(Dataset entries)
+ + + + +

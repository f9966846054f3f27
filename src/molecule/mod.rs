//! Ball-and-stick molecule model.
//!
//! A [`Molecule`] owns its atoms and bonds together with the identifier
//! allocators that name them in the picking passes, so the pick map and
//! selection state always agree with what is drawn.

mod atom;
mod bond;

pub use atom::{Atom, AtomicData};
pub use bond::{Bond, BondSegment};
use glam::Vec3;

use crate::error::MolscopeError;
use crate::geometry::{BondOrder, Mesh};
use crate::options::{ColorOptions, GeometryOptions, Options};
use crate::picking::{
    resolve_selection, IdentifierAllocator, PickId, PickMap, PickReadback,
    PickSpace, PickTarget, Selection, MAX_PICK_ID,
};

/// Angle at `vertex` between the arms to `a` and `c`, in degrees truncated
/// to two decimal places.
///
/// # Errors
///
/// [`MolscopeError::InvalidArgument`] when either arm has zero length.
pub fn bond_angle(a: Vec3, vertex: Vec3, c: Vec3) -> Result<f32, MolscopeError> {
    let (u, v) = (a - vertex, c - vertex);
    if u.length_squared() == 0.0 || v.length_squared() == 0.0 {
        return Err(MolscopeError::InvalidArgument(
            "bond angle arm has zero length".into(),
        ));
    }
    let degrees = u.angle_between(v).to_degrees();
    Ok((degrees * 100.0).trunc() / 100.0)
}

/// Atoms, bonds, and their selection state.
#[derive(Debug)]
pub struct Molecule<D> {
    data: D,
    geometry: GeometryOptions,
    colors: ColorOptions,
    atom_ids: IdentifierAllocator,
    bond_ids: IdentifierAllocator,
    atoms: Vec<Atom>,
    bonds: Vec<Bond>,
    pick_map: PickMap,
    selected_atoms: Selection,
    selected_bonds: Selection,
}

impl<D: AtomicData> Molecule<D> {
    /// Empty molecule using `data` for element radii, colors and symbols.
    #[must_use]
    pub fn new(data: D, options: &Options) -> Self {
        Self {
            data,
            geometry: options.geometry.clone(),
            colors: options.colors.clone(),
            atom_ids: IdentifierAllocator::new(PickSpace::Atom),
            bond_ids: IdentifierAllocator::new(PickSpace::Bond),
            atoms: Vec::new(),
            bonds: Vec::new(),
            pick_map: PickMap::new(),
            selected_atoms: Selection::new(),
            selected_bonds: Selection::new(),
        }
    }

    /// Add a neutral atom of `atomic_number` at `position`.
    ///
    /// # Errors
    ///
    /// [`MolscopeError::CapacityExceeded`] once 255 atoms have been added
    /// over the molecule's lifetime; [`MolscopeError::InvalidArgument`] if
    /// the element's radius is not positive or the sphere cannot be built
    /// at `position`. A rejected atom consumes no ID.
    pub fn add_atom(
        &mut self,
        atomic_number: u8,
        position: Vec3,
    ) -> Result<PickId, MolscopeError> {
        // Validate the geometry before an ID is consumed.
        let radius = self.data.atomic_radius(atomic_number);
        if !(radius.is_finite() && radius > 0.0) {
            return Err(MolscopeError::InvalidArgument(format!(
                "element {atomic_number} has radius {radius}"
            )));
        }

        let ids = &mut self.atom_ids;
        let atom = Atom::new(
            || ids.allocate(),
            atomic_number,
            position,
            &self.data,
            &self.geometry,
            &self.colors,
        )?;
        let id = atom.id();
        log::debug!("added atom {} ({})", id, atom.abbreviation());
        self.pick_map.insert_atom(id);
        self.atoms.push(atom);
        Ok(id)
    }

    /// Bond two atoms. Returns the bond's canonical ID.
    ///
    /// # Errors
    ///
    /// [`MolscopeError::UnknownAtom`] if either atom is missing,
    /// [`MolscopeError::InvalidArgument`] if the atoms are the same, share a
    /// position, or are too close for a tube at their scale, and
    /// [`MolscopeError::CapacityExceeded`] if the bond space has fewer IDs
    /// left than the bond has tubes. A rejected bond consumes no IDs.
    pub fn add_bond(
        &mut self,
        a: PickId,
        b: PickId,
        order: BondOrder,
    ) -> Result<PickId, MolscopeError> {
        let p1 = self.require_atom(a)?.position();
        let p2 = self.require_atom(b)?.position();
        if a == b {
            return Err(MolscopeError::InvalidArgument(format!(
                "atom {a} cannot bond to itself"
            )));
        }
        if p1 == p2 {
            return Err(MolscopeError::InvalidArgument(format!(
                "atoms {a} and {b} share position {p1}"
            )));
        }
        if self.bond_ids.remaining() < usize::from(order.count()) {
            return Err(MolscopeError::CapacityExceeded {
                space: PickSpace::Bond,
                capacity: u32::from(MAX_PICK_ID),
            });
        }

        let ids = &mut self.bond_ids;
        let bond = Bond::new(
            [a, b],
            (p1, p2),
            order,
            || ids.allocate(),
            &self.geometry,
            &self.colors,
        )?;
        let id = bond.id();
        self.pick_map
            .insert_bond(id, bond.segments().iter().map(BondSegment::id));
        log::debug!("added {order:?} bond {id} between {a} and {b}");
        self.bonds.push(bond);
        Ok(id)
    }

    /// Remove an atom together with every bond touching it.
    ///
    /// # Errors
    ///
    /// [`MolscopeError::UnknownAtom`] if no atom has that ID.
    pub fn remove_atom(&mut self, id: PickId) -> Result<Atom, MolscopeError> {
        let index = self
            .atoms
            .iter()
            .position(|atom| atom.id() == id)
            .ok_or(MolscopeError::UnknownAtom(id))?;

        let attached: Vec<PickId> = self
            .bonds
            .iter()
            .filter(|bond| bond.connects(id))
            .map(Bond::id)
            .collect();
        for bond in attached {
            let _ = self.remove_bond(bond);
        }

        let _ = self.selected_atoms.remove(id);
        self.pick_map.remove_atom(id);
        Ok(self.atoms.remove(index))
    }

    /// Remove a bond by its canonical ID.
    pub fn remove_bond(&mut self, id: PickId) -> Option<Bond> {
        let index = self.bonds.iter().position(|bond| bond.id() == id)?;
        let _ = self.selected_bonds.remove(id);
        self.pick_map.remove_bond(id);
        Some(self.bonds.remove(index))
    }

    /// Move an atom, regenerating its spheres and the tubes of its bonds.
    /// Pick IDs are unchanged.
    ///
    /// Every mesh is rebuilt before anything is replaced, so a failed move
    /// leaves the molecule as it was.
    ///
    /// # Errors
    ///
    /// [`MolscopeError::UnknownAtom`] if no atom has that ID, and
    /// [`MolscopeError::InvalidArgument`] if the atom's spheres or a bond's
    /// tubes cannot be built at the new position, e.g. on top of a bonded
    /// partner.
    pub fn move_atom(
        &mut self,
        id: PickId,
        position: Vec3,
    ) -> Result<(), MolscopeError> {
        let (geometry, colors) = (&self.geometry, &self.colors);
        let index = self
            .atoms
            .iter()
            .position(|atom| atom.id() == id)
            .ok_or(MolscopeError::UnknownAtom(id))?;
        let meshes = self.atoms[index].meshes_at(position, geometry, colors)?;

        let position_of = |atom: PickId| {
            if atom == id {
                Ok(position)
            } else {
                self.require_atom(atom).map(Atom::position)
            }
        };
        let rebuilt = self
            .bonds
            .iter()
            .enumerate()
            .filter(|(_, bond)| bond.connects(id))
            .map(|(i, bond)| {
                let [a, b] = bond.atoms();
                let ends = (position_of(a)?, position_of(b)?);
                Ok((i, bond.rebuilt(ends, geometry, colors)?))
            })
            .collect::<Result<Vec<_>, MolscopeError>>()?;

        self.atoms[index].place(position, meshes);
        for (i, segments) in rebuilt {
            self.bonds[i].set_segments(segments);
        }
        log::debug!("moved atom {id} to {position}");
        Ok(())
    }

    /// Set an atom's formal charge.
    ///
    /// # Errors
    ///
    /// [`MolscopeError::UnknownAtom`] if no atom has that ID.
    pub fn set_charge(&mut self, id: PickId, charge: i8) -> Result<(), MolscopeError> {
        self.atoms
            .iter_mut()
            .find(|atom| atom.id() == id)
            .ok_or(MolscopeError::UnknownAtom(id))?
            .set_charge(charge);
        Ok(())
    }

    /// Angle at `vertex` formed with atoms `a` and `c`, as [`bond_angle`].
    ///
    /// # Errors
    ///
    /// [`MolscopeError::UnknownAtom`] for a missing atom, or
    /// [`MolscopeError::InvalidArgument`] for coincident atoms.
    pub fn angle(
        &self,
        a: PickId,
        vertex: PickId,
        c: PickId,
    ) -> Result<f32, MolscopeError> {
        bond_angle(
            self.require_atom(a)?.position(),
            self.require_atom(vertex)?.position(),
            self.require_atom(c)?.position(),
        )
    }

    fn require_atom(&self, id: PickId) -> Result<&Atom, MolscopeError> {
        self.atom(id).ok_or(MolscopeError::UnknownAtom(id))
    }
}

impl<D> Molecule<D> {
    /// Atom with the given ID.
    #[must_use]
    pub fn atom(&self, id: PickId) -> Option<&Atom> {
        self.atoms.iter().find(|atom| atom.id() == id)
    }

    /// Bond with the given canonical ID.
    #[must_use]
    pub fn bond(&self, id: PickId) -> Option<&Bond> {
        self.bonds.iter().find(|bond| bond.id() == id)
    }

    /// Bond owning the tube with ID `segment`.
    #[must_use]
    pub fn bond_for_segment(&self, segment: PickId) -> Option<&Bond> {
        self.bonds.iter().find(|bond| bond.has_segment(segment))
    }

    /// All atoms in insertion order.
    #[must_use]
    pub fn atoms(&self) -> &[Atom] {
        &self.atoms
    }

    /// All bonds in insertion order.
    #[must_use]
    pub fn bonds(&self) -> &[Bond] {
        &self.bonds
    }

    /// Bonds that end at `atom`.
    pub fn bonds_of(&self, atom: PickId) -> impl Iterator<Item = &Bond> + '_ {
        self.bonds.iter().filter(move |bond| bond.connects(atom))
    }

    /// Mean atom position, for centering the camera.
    #[must_use]
    pub fn centroid(&self) -> Option<Vec3> {
        if self.atoms.is_empty() {
            return None;
        }
        let sum: Vec3 = self.atoms.iter().map(Atom::position).sum();
        Some(sum / self.atoms.len() as f32)
    }

    /// Selected atom IDs.
    #[must_use]
    pub fn selected_atoms(&self) -> &Selection {
        &self.selected_atoms
    }

    /// Selected bond IDs (canonical).
    #[must_use]
    pub fn selected_bonds(&self) -> &Selection {
        &self.selected_bonds
    }

    /// Deselect everything.
    pub fn clear_selection(&mut self) {
        self.selected_atoms.clear();
        self.selected_bonds.clear();
    }

    /// Resolve a click and update the selection.
    ///
    /// Atoms are sampled first; the bond pass is only read on an atom miss.
    /// In exclusive mode a hit in one space clears the selection in the
    /// other, and a background click clears both.
    pub fn pick(
        &mut self,
        readback: &mut impl PickReadback,
        exclusive: bool,
    ) -> PickTarget {
        let target = self.pick_map.pick(readback);
        let (atom_hit, bond_hit) = match target {
            PickTarget::Atom(id) => (id.get(), 0),
            PickTarget::Bond { bond, .. } => (0, bond.get()),
            PickTarget::None => (0, 0),
        };

        if atom_hit != 0 || exclusive {
            self.selected_atoms = resolve_selection(
                atom_hit,
                &self.atoms,
                &self.selected_atoms,
                exclusive,
            );
        }
        if bond_hit != 0 || exclusive {
            self.selected_bonds = resolve_selection(
                bond_hit,
                &self.bonds,
                &self.selected_bonds,
                exclusive,
            );
        }
        log::debug!("pick resolved to {target:?}");
        target
    }

    /// Shaded meshes for the main pass: atom spheres, then bond tubes.
    pub fn meshes(&self) -> impl Iterator<Item = &Mesh> + '_ {
        self.atoms.iter().map(Atom::mesh).chain(
            self.bonds
                .iter()
                .flat_map(|bond| bond.segments().iter().map(BondSegment::mesh)),
        )
    }

    /// Halo meshes for the current selection.
    pub fn selection_meshes(&self) -> impl Iterator<Item = &Mesh> + '_ {
        let atoms = self
            .atoms
            .iter()
            .filter(|atom| self.selected_atoms.contains(atom.id()))
            .map(Atom::selection_mesh);
        let bonds = self
            .bonds
            .iter()
            .filter(|bond| self.selected_bonds.contains(bond.id()))
            .flat_map(|bond| {
                bond.segments().iter().map(BondSegment::selection_mesh)
            });
        atoms.chain(bonds)
    }

    /// Flat-colored meshes for one picking pass.
    #[must_use]
    pub fn picking_meshes(&self, space: PickSpace) -> Vec<Mesh> {
        match space {
            PickSpace::Atom => self.atoms.iter().map(Atom::picking_mesh).collect(),
            PickSpace::Bond => self
                .bonds
                .iter()
                .flat_map(Bond::segments)
                .map(BondSegment::picking_mesh)
                .collect(),
        }
    }

    /// Resolved pick targets for sampled bytes.
    #[must_use]
    pub fn pick_map(&self) -> &PickMap {
        &self.pick_map
    }
}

+ + + + +

▶ Exercise
Once you find the line with "self.pick_map.remove_bond(id);" in the entries above, output it and each line after it up to and including the line with "self.atoms[index].place(position, meshes);", and nothing else.

▶ Task output
        self.pick_map.remove_bond(id);
        Some(self.bonds.remove(index))
    }

    /// Move an atom, regenerating its spheres and the tubes of its bonds.
    /// Pick IDs are unchanged.
    ///
    /// Every mesh is rebuilt before anything is replaced, so a failed move
    /// leaves the molecule as it was.
    ///
    /// # Errors
    ///
    /// [`MolscopeError::UnknownAtom`] if no atom has that ID, and
    /// [`MolscopeError::InvalidArgument`] if the atom's spheres or a bond's
    /// tubes cannot be built at the new position, e.g. on top of a bonded
    /// partner.
    pub fn move_atom(
        &mut self,
        id: PickId,
        position: Vec3,
    ) -> Result<(), MolscopeError> {
        let (geometry, colors) = (&self.geometry, &self.colors);
        let index = self
            .atoms
            .iter()
            .position(|atom| atom.id() == id)
            .ok_or(MolscopeError::UnknownAtom(id))?;
        let meshes = self.atoms[index].meshes_at(position, geometry, colors)?;

        let position_of = |atom: PickId| {
            if atom == id {
                Ok(position)
            } else {
                self.require_atom(atom).map(Atom::position)
            }
        };
        let rebuilt = self
            .bonds
            .iter()
            .enumerate()
            .filter(|(_, bond)| bond.connects(id))
            .map(|(i, bond)| {
                let [a, b] = bond.atoms();
                let ends = (position_of(a)?, position_of(b)?);
                Ok((i, bond.rebuilt(ends, geometry, colors)?))
            })
            .collect::<Result<Vec<_>, MolscopeError>>()?;

        self.atoms[index].place(position, meshes);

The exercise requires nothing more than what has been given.